Directions = For the entries below, how many lines contain the word "array"? Reply with the number and nothing else.

:::::

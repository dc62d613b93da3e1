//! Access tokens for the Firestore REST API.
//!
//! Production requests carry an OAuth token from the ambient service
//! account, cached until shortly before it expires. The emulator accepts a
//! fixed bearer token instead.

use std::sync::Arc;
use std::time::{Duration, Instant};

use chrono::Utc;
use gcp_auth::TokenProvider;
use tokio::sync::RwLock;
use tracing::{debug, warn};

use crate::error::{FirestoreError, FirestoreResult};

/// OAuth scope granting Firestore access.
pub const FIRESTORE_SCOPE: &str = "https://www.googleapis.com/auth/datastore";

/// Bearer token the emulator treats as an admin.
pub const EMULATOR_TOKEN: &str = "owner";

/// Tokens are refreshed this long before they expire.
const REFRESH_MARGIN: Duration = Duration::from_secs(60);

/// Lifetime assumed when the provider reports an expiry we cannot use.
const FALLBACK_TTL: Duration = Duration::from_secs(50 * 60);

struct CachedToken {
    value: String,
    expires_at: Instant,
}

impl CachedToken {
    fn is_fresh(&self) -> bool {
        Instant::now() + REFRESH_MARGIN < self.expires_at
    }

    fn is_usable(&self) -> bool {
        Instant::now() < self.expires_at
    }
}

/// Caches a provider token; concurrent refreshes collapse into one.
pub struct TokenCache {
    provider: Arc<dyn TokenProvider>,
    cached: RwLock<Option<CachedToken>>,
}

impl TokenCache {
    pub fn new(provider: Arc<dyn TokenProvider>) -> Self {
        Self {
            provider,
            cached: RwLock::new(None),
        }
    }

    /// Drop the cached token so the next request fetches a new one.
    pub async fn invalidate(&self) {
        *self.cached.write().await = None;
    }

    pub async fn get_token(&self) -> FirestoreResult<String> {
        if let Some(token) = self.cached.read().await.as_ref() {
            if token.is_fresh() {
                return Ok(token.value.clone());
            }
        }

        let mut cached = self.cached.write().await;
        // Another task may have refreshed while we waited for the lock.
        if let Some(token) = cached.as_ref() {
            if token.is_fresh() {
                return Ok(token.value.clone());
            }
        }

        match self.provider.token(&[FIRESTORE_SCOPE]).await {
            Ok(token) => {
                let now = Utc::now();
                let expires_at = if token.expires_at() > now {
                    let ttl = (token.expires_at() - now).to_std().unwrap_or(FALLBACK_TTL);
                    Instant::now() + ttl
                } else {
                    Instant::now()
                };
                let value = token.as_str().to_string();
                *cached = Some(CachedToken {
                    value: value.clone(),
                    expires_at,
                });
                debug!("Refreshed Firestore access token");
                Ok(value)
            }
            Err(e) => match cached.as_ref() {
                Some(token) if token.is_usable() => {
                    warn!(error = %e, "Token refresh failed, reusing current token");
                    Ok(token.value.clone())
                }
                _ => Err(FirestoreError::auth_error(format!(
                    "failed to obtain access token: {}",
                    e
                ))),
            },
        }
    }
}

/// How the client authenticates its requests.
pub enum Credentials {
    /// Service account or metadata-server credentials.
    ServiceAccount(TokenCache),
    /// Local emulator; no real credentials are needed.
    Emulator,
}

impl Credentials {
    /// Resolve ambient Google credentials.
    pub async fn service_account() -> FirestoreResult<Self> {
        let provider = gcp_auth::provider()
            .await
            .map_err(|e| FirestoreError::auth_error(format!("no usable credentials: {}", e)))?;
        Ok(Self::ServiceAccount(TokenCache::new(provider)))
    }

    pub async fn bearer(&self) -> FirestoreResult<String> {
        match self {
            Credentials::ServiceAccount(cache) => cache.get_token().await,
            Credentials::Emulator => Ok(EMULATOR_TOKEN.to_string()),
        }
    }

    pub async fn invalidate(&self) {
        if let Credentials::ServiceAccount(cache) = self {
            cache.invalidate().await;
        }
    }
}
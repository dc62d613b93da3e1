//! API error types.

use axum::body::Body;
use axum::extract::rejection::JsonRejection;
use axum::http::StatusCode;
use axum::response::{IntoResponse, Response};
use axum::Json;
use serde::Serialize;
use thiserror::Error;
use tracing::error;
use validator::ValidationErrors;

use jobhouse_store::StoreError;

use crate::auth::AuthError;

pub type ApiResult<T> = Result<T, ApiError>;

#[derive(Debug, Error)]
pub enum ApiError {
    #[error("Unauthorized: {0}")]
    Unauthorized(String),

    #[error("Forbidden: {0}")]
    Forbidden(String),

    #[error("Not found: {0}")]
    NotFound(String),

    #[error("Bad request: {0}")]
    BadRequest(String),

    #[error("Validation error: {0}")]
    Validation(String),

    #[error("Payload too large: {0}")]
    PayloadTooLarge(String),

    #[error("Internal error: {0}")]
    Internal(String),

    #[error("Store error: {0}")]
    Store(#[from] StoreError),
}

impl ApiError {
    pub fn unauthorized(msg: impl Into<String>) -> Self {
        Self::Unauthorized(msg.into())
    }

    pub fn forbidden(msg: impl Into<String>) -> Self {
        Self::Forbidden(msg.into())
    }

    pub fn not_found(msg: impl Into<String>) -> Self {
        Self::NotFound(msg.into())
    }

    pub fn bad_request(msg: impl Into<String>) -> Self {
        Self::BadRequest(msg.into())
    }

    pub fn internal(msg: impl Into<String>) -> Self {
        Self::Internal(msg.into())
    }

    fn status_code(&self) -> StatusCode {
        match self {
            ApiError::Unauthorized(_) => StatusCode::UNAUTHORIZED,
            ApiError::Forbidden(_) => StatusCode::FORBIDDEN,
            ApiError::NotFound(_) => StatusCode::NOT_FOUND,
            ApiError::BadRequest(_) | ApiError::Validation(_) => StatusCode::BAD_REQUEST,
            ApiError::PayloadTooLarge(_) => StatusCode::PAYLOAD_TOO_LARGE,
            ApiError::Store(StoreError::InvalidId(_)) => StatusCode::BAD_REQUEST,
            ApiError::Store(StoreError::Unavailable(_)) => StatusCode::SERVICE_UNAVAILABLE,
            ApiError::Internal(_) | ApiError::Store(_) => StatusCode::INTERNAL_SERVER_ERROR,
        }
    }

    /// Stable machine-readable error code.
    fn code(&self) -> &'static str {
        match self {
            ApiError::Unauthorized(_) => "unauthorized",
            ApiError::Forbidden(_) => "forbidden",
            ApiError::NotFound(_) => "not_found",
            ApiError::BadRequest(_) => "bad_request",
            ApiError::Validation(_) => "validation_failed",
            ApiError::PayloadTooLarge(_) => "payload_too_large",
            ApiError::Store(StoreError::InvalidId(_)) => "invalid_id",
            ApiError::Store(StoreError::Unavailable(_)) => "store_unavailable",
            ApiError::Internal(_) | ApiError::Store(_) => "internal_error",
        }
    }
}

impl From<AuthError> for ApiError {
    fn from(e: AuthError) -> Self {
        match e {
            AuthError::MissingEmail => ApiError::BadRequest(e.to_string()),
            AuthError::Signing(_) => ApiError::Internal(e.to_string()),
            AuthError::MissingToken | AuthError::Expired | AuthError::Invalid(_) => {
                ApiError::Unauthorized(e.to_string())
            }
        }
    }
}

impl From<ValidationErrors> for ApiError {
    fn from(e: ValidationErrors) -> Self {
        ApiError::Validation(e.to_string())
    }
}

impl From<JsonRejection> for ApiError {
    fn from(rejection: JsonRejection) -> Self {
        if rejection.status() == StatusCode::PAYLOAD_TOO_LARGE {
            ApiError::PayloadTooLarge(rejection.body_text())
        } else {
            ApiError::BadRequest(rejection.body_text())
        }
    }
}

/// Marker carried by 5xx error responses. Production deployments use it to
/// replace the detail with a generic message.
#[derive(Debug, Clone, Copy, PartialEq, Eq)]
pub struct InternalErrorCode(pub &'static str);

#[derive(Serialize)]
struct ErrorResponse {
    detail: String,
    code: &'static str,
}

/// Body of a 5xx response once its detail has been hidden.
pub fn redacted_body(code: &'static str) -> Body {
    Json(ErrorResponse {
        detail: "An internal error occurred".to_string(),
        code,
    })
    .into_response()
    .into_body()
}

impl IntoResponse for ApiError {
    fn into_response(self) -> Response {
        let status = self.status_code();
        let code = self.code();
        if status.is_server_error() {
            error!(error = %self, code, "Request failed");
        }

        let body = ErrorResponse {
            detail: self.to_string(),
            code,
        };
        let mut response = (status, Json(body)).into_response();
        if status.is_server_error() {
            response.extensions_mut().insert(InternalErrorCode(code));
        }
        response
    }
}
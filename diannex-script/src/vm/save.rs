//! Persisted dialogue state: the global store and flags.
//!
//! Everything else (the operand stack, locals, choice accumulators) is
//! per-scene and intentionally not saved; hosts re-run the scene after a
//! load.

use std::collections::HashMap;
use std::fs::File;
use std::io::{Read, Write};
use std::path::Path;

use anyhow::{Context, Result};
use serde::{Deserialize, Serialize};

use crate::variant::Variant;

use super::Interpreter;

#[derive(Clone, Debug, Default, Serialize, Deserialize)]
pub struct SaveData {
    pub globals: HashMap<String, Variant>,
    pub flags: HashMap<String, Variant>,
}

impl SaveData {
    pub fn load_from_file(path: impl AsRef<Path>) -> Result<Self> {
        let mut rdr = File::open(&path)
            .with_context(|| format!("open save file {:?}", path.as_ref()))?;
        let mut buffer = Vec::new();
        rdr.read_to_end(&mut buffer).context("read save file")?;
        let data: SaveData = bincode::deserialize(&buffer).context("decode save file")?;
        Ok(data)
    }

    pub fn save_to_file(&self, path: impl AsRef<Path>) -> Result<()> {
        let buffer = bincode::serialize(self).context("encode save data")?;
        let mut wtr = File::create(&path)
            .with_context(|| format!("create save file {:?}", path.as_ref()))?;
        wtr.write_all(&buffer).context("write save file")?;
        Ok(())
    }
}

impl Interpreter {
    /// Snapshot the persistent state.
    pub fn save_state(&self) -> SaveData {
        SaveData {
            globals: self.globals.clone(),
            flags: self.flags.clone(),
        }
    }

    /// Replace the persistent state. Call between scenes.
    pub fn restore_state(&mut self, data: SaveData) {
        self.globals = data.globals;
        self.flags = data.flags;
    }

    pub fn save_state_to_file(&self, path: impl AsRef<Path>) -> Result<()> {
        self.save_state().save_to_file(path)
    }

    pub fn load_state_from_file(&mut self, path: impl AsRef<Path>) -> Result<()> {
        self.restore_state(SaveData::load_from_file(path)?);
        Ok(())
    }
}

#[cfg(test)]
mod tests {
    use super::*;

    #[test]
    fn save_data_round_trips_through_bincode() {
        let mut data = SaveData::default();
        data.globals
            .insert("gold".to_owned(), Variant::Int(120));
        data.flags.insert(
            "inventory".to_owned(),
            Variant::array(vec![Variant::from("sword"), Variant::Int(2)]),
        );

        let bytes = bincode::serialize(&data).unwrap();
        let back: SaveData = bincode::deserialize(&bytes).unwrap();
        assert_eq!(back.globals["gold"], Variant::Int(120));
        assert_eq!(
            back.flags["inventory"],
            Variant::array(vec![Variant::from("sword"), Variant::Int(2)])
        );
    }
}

:::::

Solution for this task = 2